** Opening DATA PROVIDED block **

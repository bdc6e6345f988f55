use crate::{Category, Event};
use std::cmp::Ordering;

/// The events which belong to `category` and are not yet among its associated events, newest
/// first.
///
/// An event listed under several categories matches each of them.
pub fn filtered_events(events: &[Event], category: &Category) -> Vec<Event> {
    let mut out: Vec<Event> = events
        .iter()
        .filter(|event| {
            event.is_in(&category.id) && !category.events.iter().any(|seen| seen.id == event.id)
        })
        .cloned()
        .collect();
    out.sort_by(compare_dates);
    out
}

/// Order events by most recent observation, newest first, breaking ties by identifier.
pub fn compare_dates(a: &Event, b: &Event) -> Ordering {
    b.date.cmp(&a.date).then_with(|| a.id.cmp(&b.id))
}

** Closing DATA PROVIDED block **

■ **INSTRUCTIONS TO FOLLOW**:
Which lines of the data contain the string "first"? Copy each one.

■ **PROBLEM SOLUTION**:
/// first.
/// Order events by most recent observation, newest first, breaking ties by identifier.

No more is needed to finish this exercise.